For Rob, though, “An organisation is first and foremost a world.” When we step into a cathedral, for example, some possibilities exist in a way that they do not in the world outside: having a conversation with a higher deity, considering people as either good or evil. When we leave the cathedral and walk down the road to a merchant bank, other, rather different, things become possible.
Given that Rob comes from a Gestalt background, I assumed we were heading straight into territory familiar to me - organisation as emergent phenomenon - and I was really looking forward to Rob’s take on it. But the e-word never came. “These worlds,” Rob said, “call to us, in different ways.” And with that, he set off down a completely unexpected path.
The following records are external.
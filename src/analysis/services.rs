use bytes::Bytes;
use tracing::{debug, instrument};

use super::{client::AnalysisError, dto::AnalyzedFood, parser::parse_analysis};
use crate::state::AppState;

#[instrument(skip(st, image), fields(bytes = image.len()))]
pub async fn analyze_food_image(
    st: &AppState,
    image: Bytes,
    content_type: &str,
) -> Result<AnalyzedFood, AnalysisError> {
    let reply = st.analyzer.describe_image(image, content_type).await?;
    debug!(reply_len = reply.len(), "model reply received");
    let food = parse_analysis(&reply)?;
    debug!(estimate = %food.to_labeled_text(), "model reply parsed");
    Ok(food)
}

/// Content type to send upstream when the upload does not carry a usable one.
pub fn image_content_type(ct: Option<&str>) -> &str {
    match ct {
        Some(ct) if ct.starts_with("image/") => ct,
        _ => "image/jpeg",
    }
}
Take our homes, for example. At home, he said, we move around without conscious attention - there is an embodied familiarity about it. We know it, but our connection with it is a bodily one: we move about with purpose and motive, but not reason. Rob describes this - beautifully I think - as moving with “engaged agency” rather than with reasons or causes, and he proposes that most of the time that’s exactly what we do inside organisations, too. Mostly we’re simply in the flow of experience. Responding rationally to events is something we like to think we do, especially at work, but rarely actually do.
Rob illustrated this clearly for me when he spoke of our homes being inhabited by people who are no longer there - the imprinted presence of children who have grown up and gone, the memory of a family member who has died. Anyone who has experienced systemic constellation work will understand this immediately - the persisting influence of those who have long left the system. And of course this is how we experience organisational culture - it’s just how things are, full of assumptions and taken-for-granted practices that we barely notice.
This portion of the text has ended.